I've been using DailyLit on and off for years, getting small chunks of books or poetry sent to me every morning in my email. When I'm busy I tend not to have the time for it, but as it's summer I started up a couple of books, and now I've finished one of them. Classic Shorts: Eight Stories for Summer is a collection, compiled by DailyLit, with rather a nice variety of stories. None of them are especially summery, except perhaps Kate Chopin, but they were all interesting so I suppose it doesn't matter.

The collection includes Anton Chekhov, Kate Chopin, F. Scott Fitzgerald, Charlotte Perkins Gilman, Herman Melville, Edgar Allan Poe, Leo Tolstoy, and P.G. Wodehouse. I wrote about the Chekhov story, "A Doctor's Visit", here. I loved the Kate Chopin story, "A Respectable Woman". I read The Awakening about a year and a half ago, and this story reminded me of that one. I may have to read more of her short stories.

I've wanted to read "The Yellow Wallpaper" for a while, and so was glad to see it in this collection. It lived up to my expectations very well. Herman Melville's story, "Bartleby the Scrivener", was intriguing, though I found it extremely slow-going and kept waiting for the end. I probably ought to expect long-windedness from Herman Melville. I've heard of "The Pit and the Pendulum" for ages, but I've never had any idea what it was about. I've never liked Poe very much, and this story didn't draw me in immediately, though by the end of I was rather enjoying it. I liked the Tolstoy story, "Ivan the Fool". It was very much a fairy tale, and the message was one I tend to agree with. P.G. Wodehouse was, as always, funny.

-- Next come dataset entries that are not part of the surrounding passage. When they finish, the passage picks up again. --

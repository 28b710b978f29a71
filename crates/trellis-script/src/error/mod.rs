//! Domain errors raised by sandbox construction and invocation.
//!
//! All errors are `thiserror`-derived enums with structured context. I/O
//! errors are wrapped in `Arc` so the enums stay cheap to clone and small
//! enough for the `result_large_err` Clippy lint.

use std::path::PathBuf;
use std::sync::Arc;

use thiserror::Error;

/// Errors raised while building a sandbox from a plugin directory.
///
/// Any of these aborts the whole build: remaining scripts are not
/// attempted and no partially initialised sandbox is produced.
#[derive(Debug, Clone, Error)]
pub enum SandboxBuildError {
    /// A directory under the plugin root could not be scanned.
    #[error("failed to scan {path} for scripts: {source}")]
    Discovery {
        /// Directory that could not be read.
        path: PathBuf,
        /// Underlying I/O error.
        #[source]
        source: Arc<std::io::Error>,
    },

    /// A discovered script file could not be read.
    #[error("failed to read script {path}: {source}")]
    ReadScript {
        /// Script that could not be read.
        path: PathBuf,
        /// Underlying I/O error.
        #[source]
        source: Arc<std::io::Error>,
    },

    /// A script failed to parse.
    #[error("failed to parse script {path}: {message}")]
    Parse {
        /// The offending script.
        path: PathBuf,
        /// Parser diagnostic.
        message: String,
    },

    /// A script raised an uncaught error during top-level execution.
    #[error("script {path} raised during top-level execution: {message}")]
    Execution {
        /// The offending script.
        path: PathBuf,
        /// Guest error rendering.
        message: String,
    },
}

/// Errors raised while invoking a guest entry point.
///
/// A missing entry point is deliberately the same error family as a
/// runtime failure inside the entry point: callers treat both as "this
/// plugin's invocation failed" and neither aborts sibling invocations.
#[derive(Debug, Clone, PartialEq, Eq, Error)]
pub enum InvocationError {
    /// The sandbox defines no function with the entry point's name.
    #[error("entry point '{name}' is not defined by the plugin's scripts")]
    EntryPointMissing {
        /// Name of the function that was looked up.
        name: String,
    },

    /// Evaluation was terminated through the sandbox's cancel handle.
    #[error("invocation was cancelled")]
    Cancelled,

    /// The entry point raised an uncaught error.
    #[error("entry point raised: {message}")]
    Runtime {
        /// Guest error rendering.
        message: String,
    },
}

It's been nice to widen my experience of short stories, and also of authors. I've read novels by Kate Chopin, F. Scott Fitzgerald, and P.G. Wodehouse previously, but this was my first introduction to all the others (apart from having read Poe's poetry). It was a very good introduction.

Tuesday, June 8, 2010

Foray into Chekhov

I don't read many short stories. I generally like them, but oddly they seem to take more work than novels. You have to consciously sit down to a short story when you want to read one, whereas you can always have a novel on the go and pick it up at any time, anywhere. Recently I've started up a new DailyLit book, though, Classic Shorts: Eight Stories for Summer, which I'm getting in my email three days a week. I've now finished the first story, which was "A Doctor's Visit", by Anton Chekhov. It was written in 1898, and is apparently also called "A Case History" or "A Medical Case" (so Wikipedia informs me). I've never read any other Chekhov, and this is an interesting introduction.

The daughter of a factory owner is ill, and the doctor is called to a factory just outside Moscow to see to her. Her illness, of course, is more mental than physical, a matter of her circumstances. But the story seems to have no real resolution. "A Doctor's Visit" is really all this story is, there and back. It is a passing meeting in different lives. A connection is made, perhaps, but it is not a connection that one expects to come to anything, and it may or may not do any good. But there is some simple beauty in the meeting, even in the factory and the uneducated, ordinary workers.

I've noticed before that I don't tend to enjoy reading stories set in Russia. I enjoyed this, though, so I think it's not the country but the cold. I don't like reading about cold climates in their cold seasons. This story is set in the spring, though, and I think that's what made the difference. An odd preference in my reading. I just like colour and brightness too much.

I may have to devote some time this summer to reading short stories. I'm looking forward to the rest in this collection.